Furthermore, CQL3 is beta in 1.1 (the language itself is beta, not just its implementation), and will only be final in Cassandra 1.2 (in beta itself at the time of this writing) and there are a few breaking syntax change and added features between CQL3 beta and its final version. This guide describe the final version of CQL3 and in particular may describe/use features that are not available in Cassandra 1.1.
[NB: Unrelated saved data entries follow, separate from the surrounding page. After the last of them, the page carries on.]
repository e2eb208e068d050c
use axum::{
    http::StatusCode,
    response::{IntoResponse, Response},
};
use std::fmt;

use crate::{domain::AvatarError, repositories::RepositoryError};

/// The single boundary where domain and infrastructure errors become
/// HTTP responses. Internal failures are logged here and replaced with a
/// generic message; details never reach the caller.
pub struct ApiError {
    status: StatusCode,
    message: String,
}

impl ApiError {
    pub fn new(status: StatusCode, message: impl Into<String>) -> Self {
        Self {
            status,
            message: message.into(),
        }
    }

    pub fn internal() -> Self {
        Self::new(StatusCode::INTERNAL_SERVER_ERROR, "Internal Server Error")
    }

    pub fn bad_request(message: impl Into<String>) -> Self {
        Self::new(StatusCode::BAD_REQUEST, message)
    }

    pub fn not_found(message: impl Into<String>) -> Self {
        Self::new(StatusCode::NOT_FOUND, message)
    }

    pub fn unauthorized(message: impl Into<String>) -> Self {
        Self::new(StatusCode::UNAUTHORIZED, message)
    }
}

impl fmt::Display for ApiError {
    fn fmt(&self, f: &mut fmt::Formatter<'_>) -> fmt::Result {
        write!(f, "{}: {}", self.status, self.message)
    }
}

impl IntoResponse for ApiError {
    fn into_response(self) -> Response {
        (self.status, self.message).into_response()
    }
}

impl From<RepositoryError> for ApiError {
    fn from(err: RepositoryError) -> Self {
        match err {
            RepositoryError::DatabaseError(ref e) => {
                tracing::error!("Database error: {:?}", e);
                Self::internal()
            }
            RepositoryError::NotFound(_) => Self::not_found(err.to_string()),
        }
    }
}

impl From<AvatarError> for ApiError {
    fn from(err: AvatarError) -> Self {
        match err {
            AvatarError::UserNotFound => Self::not_found("User not found"),
            AvatarError::NotFound => Self::not_found("Avatar not found"),
            AvatarError::InvalidImage => Self::bad_request("Invalid image payload"),
            AvatarError::PayloadTooLarge => Self::new(
                StatusCode::PAYLOAD_TOO_LARGE,
                "Avatar payload exceeds limit",
            ),
            AvatarError::UnsupportedMediaType => {
                Self::new(StatusCode::UNSUPPORTED_MEDIA_TYPE, "Unsupported media type")
            }
            AvatarError::Storage(message) | AvatarError::Directory(message) => {
                tracing::error!("Avatar operation failed: {}", message);
                Self::internal()
            }
        }
    }
}

#[cfg(test)]
mod tests {
    use super::*;

    #[test]
    fn user_not_found_maps_to_404_with_spec_body() {
        let err = ApiError::from(AvatarError::UserNotFound);
        assert_eq!(err.status, StatusCode::NOT_FOUND);
        assert_eq!(err.message, "User not found");
    }

    #[test]
    fn infrastructure_failures_map_to_generic_500() {
        let err = ApiError::from(AvatarError::Directory("connection reset".into()));
        assert_eq!(err.status, StatusCode::INTERNAL_SERVER_ERROR);
        assert_eq!(err.message, "Internal Server Error");
    }
}
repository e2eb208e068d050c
pub mod inbound;
pub mod outbound;
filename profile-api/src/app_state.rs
use std::sync::Arc;

use sqlx::PgPool;
use url::Url;

use crate::{
    adapters::outbound::{postgres::PostgresUserDirectory, storage::LocalStorageProvider},
    config::Settings,
    domain::{ports::inbound::AvatarService, services::AvatarServiceImpl},
};

/// Shared per-request state. Concrete adapters are composed here and
/// only here; everything downstream sees the `AvatarService` port.
#[derive(Clone)]
pub struct AppState {
    pub app_url: Url,
    pub avatar_service: Arc<dyn AvatarService>,
}

impl AppState {
    pub fn new(db_pool: PgPool, config: &Settings) -> Self {
        let directory = Arc::new(PostgresUserDirectory::new(db_pool));
        let storage = Arc::new(LocalStorageProvider::new(config.storage.root.clone()));
        let avatar_service = Arc::new(AvatarServiceImpl::new(directory, storage));

        let app_url = Url::parse(&config.application.app_url).expect("Invalid app URL");

        Self {
            app_url,
            avatar_service,
        }
    }
}
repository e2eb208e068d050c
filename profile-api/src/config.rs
use std::{path::PathBuf, str::FromStr};

use serde::Deserialize;
use serde_with::serde_as;
use sqlx::postgres::{PgConnectOptions, PgSslMode};
use strum::{Display, EnumString};

#[derive(Deserialize, Clone)]
pub struct Settings {
    pub application: ApplicationSettings,
    pub database: DatabaseSettings,
    pub auth: AuthSettings,
    pub storage: StorageSettings,
}

#[serde_as]
#[derive(Deserialize, Clone)]
pub struct ApplicationSettings {
    #[serde_as(as = "serde_with::DisplayFromStr")]
    pub port: u16,
    pub host: String,
    pub app_url: String,
    pub disable_auth: bool,
}

#[serde_as]
#[derive(Deserialize, Clone, Debug)]
pub struct DatabaseSettings {
    pub username: String,
    pub password: String,
    #[serde_as(as = "serde_with::DisplayFromStr")]
    pub port: u16,
    pub host: String,
    pub database_name: String,
    pub require_ssl: bool,
}

#[derive(Deserialize, Clone)]
pub struct AuthSettings {
    pub client_id: String,
    pub client_secret: String,
    pub auth_url: String,
    pub token_url: String,
    pub redirect_url: String,
    pub userinfo_url: String,
}

/// Where avatar blobs live. `root` is the base directory of the local
/// filesystem provider; every stored path is relative to it.
#[derive(Deserialize, Clone)]
pub struct StorageSettings {
    pub root: PathBuf,
}

impl DatabaseSettings {
    pub fn without_db(&self) -> PgConnectOptions {
        let ssl_mode = if self.require_ssl {
            PgSslMode::Require
        } else {
            PgSslMode::Prefer
        };

        PgConnectOptions::new()
            .host(&self.host)
            .port(self.port)
            .username(&self.username)
            .password(&self.password)
            .ssl_mode(ssl_mode)
    }

    pub fn with_db(&self) -> PgConnectOptions {
        self.without_db().database(&self.database_name)
    }
}

pub fn read_config() -> Result<Settings, config::ConfigError> {
    let base_path = std::env::current_dir().expect("Failed to determine the current directory");
    let config_directory = base_path.join("config");

    let environment = Environment::from_str(
        std::env::var("APP_ENVIRONMENT")
            .unwrap_or_else(|_| "local".into())
            .as_str(),
    )
    .expect("Failed to parse APP_ENVIRONMENT");
    let environment_filename = format!("{}.yaml", environment);

    let settings = config::Config::builder()
        .add_source(config::File::from(config_directory.join("base.yaml")))
        .add_source(config::File::from(
            config_directory.join(environment_filename),
        ))
        .add_source(
            config::Environment::with_prefix("PROFILE")
                .prefix_separator("_")
                .separator("__"),
        )
        .build()?;

    settings.try_deserialize::<Settings>()
}

#[derive(Display, Debug, EnumString)]
pub enum Environment {
    #[strum(ascii_case_insensitive, serialize = "local")]
    Local,
    #[strum(ascii_case_insensitive, serialize = "production")]
    Production,
}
CQL3 (the Cassandra Query Language) provides a new API to work with Cassandra. Where the legacy thrift API exposes the internal storage structure of Cassandra pretty much directly, CQL3 provides a thin abstraction layer over this internal structure. This is A Good Thing as it allows hiding from the API a number of distracting and useless implementation details (such as range ghosts) and allows to provide native syntaxes for common encodings/idioms (like the CQL3 collections as we’ll discuss below), instead of letting each client or client library reimplement them in their own, different and thus incompatible, way. However, the fact that CQL3 provides a thin layer of abstraction means that thrift users will have to understand the basics of this abstraction if they want to move existing application to CQL3. This is what this post tries to address. It explains how to translate thrift to CQL3. In doing so, this post also explains the basics of the implementation of CQL3 and can thus be of interest for those that want to understand that.
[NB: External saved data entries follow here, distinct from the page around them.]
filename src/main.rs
use anyhow::{Context, Result};
use clap::Parser;
use std::fs;
use std::path::PathBuf;

use ins_file::IniDocument;
use ins_to_table::{Mode, RowEmitter, TableBuilder};

#[derive(Parser, Debug)]
#[command(name = "ins-to-table")]
#[command(about = "Convert instrument definition files to embeddable instrument tables", long_about = None)]
struct Args {
    /// Device mode to convert
    #[arg(value_enum)]
    mode: Mode,

    /// Path to the .ins file (default: the mode's bundled file)
    #[arg(short, long)]
    input: Option<PathBuf>,

    /// Output file path (default: stdout)
    #[arg(short, long)]
    output: Option<PathBuf>,

    /// Output format (c or json)
    #[arg(short, long, default_value = "c")]
    format: String,

    /// Suppress informational messages (only errors)
    #[arg(short, long)]
    quiet: bool,
}

fn main() -> Result<()> {
    // Usage errors must exit with status 1; clap's default is 2.
    let args = Args::try_parse().unwrap_or_else(|e| {
        let _ = e.print();
        std::process::exit(if e.use_stderr() { 1 } else { 0 });
    });

    let input_path = args
        .input
        .unwrap_or_else(|| PathBuf::from(args.mode.config().input_file));

    if !args.quiet {
        eprintln!("Processing instrument file: {}", input_path.display());
    }

    let document = IniDocument::from_file(&input_path)
        .with_context(|| format!("Failed to load {}", input_path.display()))?;

    let tables = TableBuilder::new(args.mode, &document).build()?;

    if !args.quiet {
        eprintln!(
            "{} melodic banks, {} drum banks",
            tables.melodic.len(),
            tables.percussive.len()
        );
    }

    let emitter = RowEmitter::new(args.mode);
    let rows = emitter.collect_rows(&tables);

    let output = match args.format.as_str() {
        "json" => emitter.build_output_json(&rows),
        _ => emitter.build_output(&rows),
    };

    match args.output {
        Some(path) => {
            fs::write(&path, &output)
                .with_context(|| format!("Failed to write {}", path.display()))?;
            if !args.quiet {
                eprintln!("Output saved to {}", path.display());
            }
        }
        None => print!("{}", output),
    }

    Ok(())
}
But before getting to the crux of the matter, let us have a word about when one should use CQL3. As described above, we believe that CQL3 is a simpler and overall better API for Cassandra than the thrift API is. Therefore, new projects/applications are encouraged to use CQL3 (though remember that CQL3 is not final yet, and so this statement will only be fully valid with Cassandra 1.2). But the thrift API is not going anywhere. Existing applications do not have to upgrade to CQL3. Internally, both CQL3 and thrift use the same storage engine, so all future improvements to this engine will impact both of them equally. Thus, this guide is for those that 1) have an existing application using thrift and 2) want to port it to CQL3.

Finally, let us remark that CQL3 does not claim to fundamentally change how to model applications for Cassandra. The main modeling principles are the same than they always have been: efficient modeling is still based on collocating that data that are accessed together through denormalization and the use of the ordering the storage engine provides, and is thus largely driven by the queries. If anything, CQL3 claims to make it easier to model along those principles by providing a simpler and more intuitive syntax to implement a number of idioms that this kind of modeling requires.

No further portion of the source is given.